Rapid and Sensitive Fingerprinting of Wine Proteins by Matrix-Assisted Laser Desorption/Ionization Time-of-Flight (MALDI-TOF) Mass Spectrometry

Abstract

To obtain fast and accurate protein and peptide fingerprints, eight wines were analyzed by both matrix-assisted laser desorption/ionization time-of-flight mass spectrometry (MALDI-TOF) and surface enhanced laser desorption/ionization time-of-flight mass spectrometry (SELDI-TOF). Most of the major proteins detected were common to all wines analyzed. The major protein had a mass of 21.3 kDa. Other significant peaks were observed with masses of 7.2, 9.1, 13.1, and 22.2 kDa. A broad peak centered at 16.6 to 16.8 kDa was variable in intensity among vintages and cultivars. The greatest variation was seen in the peptide region: the two Chardonnay wines contained less peptide material than Sauvignon blanc or Muscat of Alexandria wines. In SELDI-TOF iminodiacetate chelated copper ions were used to selectively bind proteins and peptides from wine. This effectively concentrated minor components in wine, permitting detection.

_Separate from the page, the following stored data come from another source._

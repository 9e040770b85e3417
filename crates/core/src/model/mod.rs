#[macro_use]
mod macros;

mod activity;
mod contribution;
mod ids;
mod page;
mod session;
mod topic;
mod user;
mod vocab;

pub use activity::{ActivityLog, ActivityType, TargetType};
pub use contribution::{
    Contribution, ContributionDetail, ContributionQueueItem, ContributionReviewLog,
    ContributionStatus, RejectReason, ReviewAction,
};
pub use ids::{ActivityLogId, ContributionId, ItemId, SessionId, TopicId, UserId, VocabId};
pub use page::{ListQuery, Page, PageRequest, PageWindow};
pub use session::{Item, ItemStatus, QuestionType, Session, SessionStatus};
pub use topic::{Topic, TopicStatus};
pub use user::{AccountStatus, Role, UserProfile};
pub use vocab::{LearningStatus, UserVocabulary, VocabExample, VocabStatus, Vocabulary};

/// First non-blank, trimmed value among the candidates.
pub(crate) fn first_text<'a>(candidates: impl IntoIterator<Item = Option<&'a str>>) -> Option<String> {
    candidates
        .into_iter()
        .flatten()
        .map(str::trim)
        .find(|value| !value.is_empty())
        .map(str::to_string)
}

On the other hand, several other, more abundant proteins did not interact with the immobilized copper ion functional group, suggesting different surface chemistries. A heat-generated haze from a commercially produced Sauvignon blanc wine was also evaluated. MALDI-TOF analyses revealed an enrichment of the 16.6 kDa material, but with very little 21.3 kDa, present in the haze. Both MALDI-TOF and SELDI-TOF are excellent tools for analysis of wine proteins and haze.